PARPs, a family of multifunctional enzymes, play a critical role in base excision repair, a process through which single-strand DNA breaks are mended. In her presentation, Higano identified other key repair pathways for different types of DNA damage: homologous recombination repair and nonhomologous end joining for double-strand breaks; nucleotide excision repair and translesion synthesis for bulky adducts; and mismatch repair for nucleotide mutations, substitutions, deletions, and insertions.
In study results published in Cell in 2015, genomic testing of bone or soft tissue biopsies demonstrated that aberrations of BRCA
1/2 and ATM
were observed at substantially higher frequencies (19.3% overall) in advanced prostate cancer compared with those in primary prostate cancers.2
The study also determined that the frequency of DNA repair alterations increases with disease progression.
Overall, the study found that 89% of affected individuals harbored a clinically actionable DNA aberration, including 62.7% with aberrations in the androgen receptor, 65% in other cancer-related genes, and 8% with germline alterations.
Olaparib (Lynparza), the first PARP inhibitor to gain the FDA’s approval in 2014 with an indication in recurrent ovarian cancer, is being investigated in prostate cancer under a breakthrough therapy designation based on phase II study data. In the trial, olaparib demonstrated high response rates in patients with mCRPC and DNA repair defects.3
The study enrolled 50 patients who were no longer responding to standard treatments, including docetaxel, abiraterone acetate, enzalutamide, or cabazitaxel (Jevtana). Genomic sequencing was performed on tumor biopsies as a requirement of the study. Of the 49 evaluable patients, 16 (33%) had a response to the treatment with olaparib, with 12 receiving the treatment for more than 6 months.3
The study concluded that the presence of defects in DNA repair genes found in biopsies of metastatic tumors was associated with a high response rate to olaparib in 14 of 16 patients, including all 7 with loss of BRCA2. “They didn’t really know this until after the study, but 14 out of the 16 responders had DNA repair alterations. This was a pretty small study, but it has prompted a lot of interest in researching PARP inhibitors in prostate cancers,” said Higano.

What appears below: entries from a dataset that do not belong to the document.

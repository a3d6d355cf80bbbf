//! Reader for compiled CPython module containers (`.pyc`).
//!
//! A `.pyc` is a 16-byte header followed by a marshal-serialized code
//! object. The reader validates the header, gates on the CPython 3.10
//! magic-number range (the only bytecode generation this build understands),
//! then reconstructs the instruction-block tree from the marshal payload.

mod disasm;
mod linetable;
mod marshal;
mod opcodes;

use crate::block::CodeBlock;
use crate::error_codes;
use crate::pool::OpcodePool;
use log::debug;
use thiserror::Error;

/// Size of the header prepended to the marshal payload since CPython 3.7:
/// magic (2 bytes + `\r\n`), bit flags, and source mtime/hash metadata.
const HEADER_LEN: usize = 16;

/// Magic-number range emitted by CPython 3.10 (3430 through the released
/// 3439).
const MAGIC_RANGE: std::ops::RangeInclusive<u16> = 3430..=3439;

#[derive(Debug, Error)]
#[non_exhaustive]
pub enum PycError {
    #[error("[CODESIM_PYC_001] truncated input at byte {offset}")]
    Truncated { offset: usize },
    #[error("[CODESIM_PYC_002] not a pyc container (bad header)")]
    BadHeader,
    #[error(
        "[CODESIM_PYC_003] unsupported bytecode magic {magic} (supported: CPython 3.10, {}..={})",
        MAGIC_RANGE.start(),
        MAGIC_RANGE.end()
    )]
    UnsupportedMagic { magic: u16 },
    #[error("[CODESIM_PYC_004] unknown marshal type code 0x{code:02x} at byte {offset}")]
    UnknownTypeCode { code: u8, offset: usize },
    #[error("[CODESIM_PYC_004] marshal back-reference {index} out of range")]
    BadReference { index: u32 },
    #[error("[CODESIM_PYC_004] invalid string data at byte {offset}")]
    InvalidString { offset: usize },
    #[error("[CODESIM_PYC_004] code object field '{field}' has the wrong type")]
    BadCodeField { field: &'static str },
    #[error("[CODESIM_PYC_005] top-level marshal value is not a code object")]
    NotACodeObject,
    #[error("[CODESIM_PYC_006] bytecode has odd length {len}")]
    OddCodeLength { len: usize },
    #[error("[CODESIM_PYC_006] unknown opcode {opcode} at offset {offset}")]
    UnknownOpcode { opcode: u8, offset: u32 },
    #[error("[CODESIM_PYC_006] LOAD_CONST index {index} out of range ({len} consts)")]
    BadConstIndex { index: u32, len: usize },
    #[error("[CODESIM_PYC_007] nesting exceeds limit of {limit}")]
    TooDeep { limit: u32 },
}

impl PycError {
    pub fn code(&self) -> &'static str {
        match self {
            PycError::Truncated { .. } => error_codes::PYC_TRUNCATED,
            PycError::BadHeader => error_codes::PYC_BAD_HEADER,
            PycError::UnsupportedMagic { .. } => error_codes::PYC_UNSUPPORTED_MAGIC,
            PycError::UnknownTypeCode { .. }
            | PycError::BadReference { .. }
            | PycError::InvalidString { .. }
            | PycError::BadCodeField { .. } => error_codes::PYC_MARSHAL,
            PycError::NotACodeObject => error_codes::PYC_NOT_CODE,
            PycError::OddCodeLength { .. }
            | PycError::UnknownOpcode { .. }
            | PycError::BadConstIndex { .. } => error_codes::PYC_BAD_OPCODE,
            PycError::TooDeep { .. } => error_codes::PYC_TOO_DEEP,
        }
    }
}

/// Parses a complete `.pyc` container into an instruction-block tree,
/// interning opcode names into `pool`.
pub fn parse_pyc(
    bytes: &[u8],
    pool: &mut OpcodePool,
    max_depth: u32,
) -> Result<CodeBlock, PycError> {
    if bytes.len() < HEADER_LEN {
        return Err(PycError::Truncated {
            offset: bytes.len(),
        });
    }
    if bytes[2] != b'\r' || bytes[3] != b'\n' {
        return Err(PycError::BadHeader);
    }

    let magic = u16::from_le_bytes([bytes[0], bytes[1]]);
    if !MAGIC_RANGE.contains(&magic) {
        return Err(PycError::UnsupportedMagic { magic });
    }
    debug!("pyc magic {magic}, {} payload bytes", bytes.len() - HEADER_LEN);

    let value = marshal::read_top_level(&bytes[HEADER_LEN..])?;
    match value {
        marshal::Value::Code(code) => disasm::block_from_code(&code, pool, 0, max_depth),
        _ => Err(PycError::NotACodeObject),
    }
}

#[cfg(test)]
mod tests {
    use super::*;

    #[test]
    fn short_input_is_truncated() {
        let err = parse_pyc(&[0x6f, 0x0d], &mut OpcodePool::new(), 64).expect_err("short");
        assert!(matches!(err, PycError::Truncated { offset: 2 }));
    }

    #[test]
    fn missing_crlf_is_a_bad_header() {
        let bytes = [0u8; 16];
        let err = parse_pyc(&bytes, &mut OpcodePool::new(), 64).expect_err("header");
        assert!(matches!(err, PycError::BadHeader));
    }

    #[test]
    fn foreign_magic_is_unsupported() {
        // CPython 3.9's released magic is 3425.
        let mut bytes = vec![0u8; 16];
        bytes[0..4].copy_from_slice(&[0x61, 0x0d, 0x0d, 0x0a]);
        let err = parse_pyc(&bytes, &mut OpcodePool::new(), 64).expect_err("magic");
        assert!(matches!(err, PycError::UnsupportedMagic { magic: 3425 }));
    }

    #[test]
    fn non_code_payload_is_rejected() {
        let mut bytes = vec![0u8; 16];
        bytes[0..4].copy_from_slice(&[0x6f, 0x0d, 0x0d, 0x0a]); // 3439
        bytes.push(b'N'); // marshal None
        let err = parse_pyc(&bytes, &mut OpcodePool::new(), 64).expect_err("payload");
        assert!(matches!(err, PycError::NotACodeObject));
    }
}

- Clovis Oncology Receives Breakthrough Therapy Designation For Rubraca® (Rucaparib) For Treatment Of BRCA1/2-Mutated Metastatic Castration Resistant Prostate Cancer (MCRPC). Posted October 2, 2018. Accessed October 2, 2018. https://bit.ly/2O0Lqdq.
- RobinsonD,VanAllenEM,WuYM,etal. Integrative clinical genomics of advanced prostate cancer [erratum appears in Cell. 2015;162(2):454]. Cell. 2015;161(5):1215-1228. doi: 10.1016/j.cell.2015.05.001.
- Mateo J, Carreira S, Sandhu S, et al. DNA-repair defects and olaparib in metastatic prostate cancer. N Engl J Med. 2015;373(18):1697-1708. doi: 10.1056/NEJMoa1506859.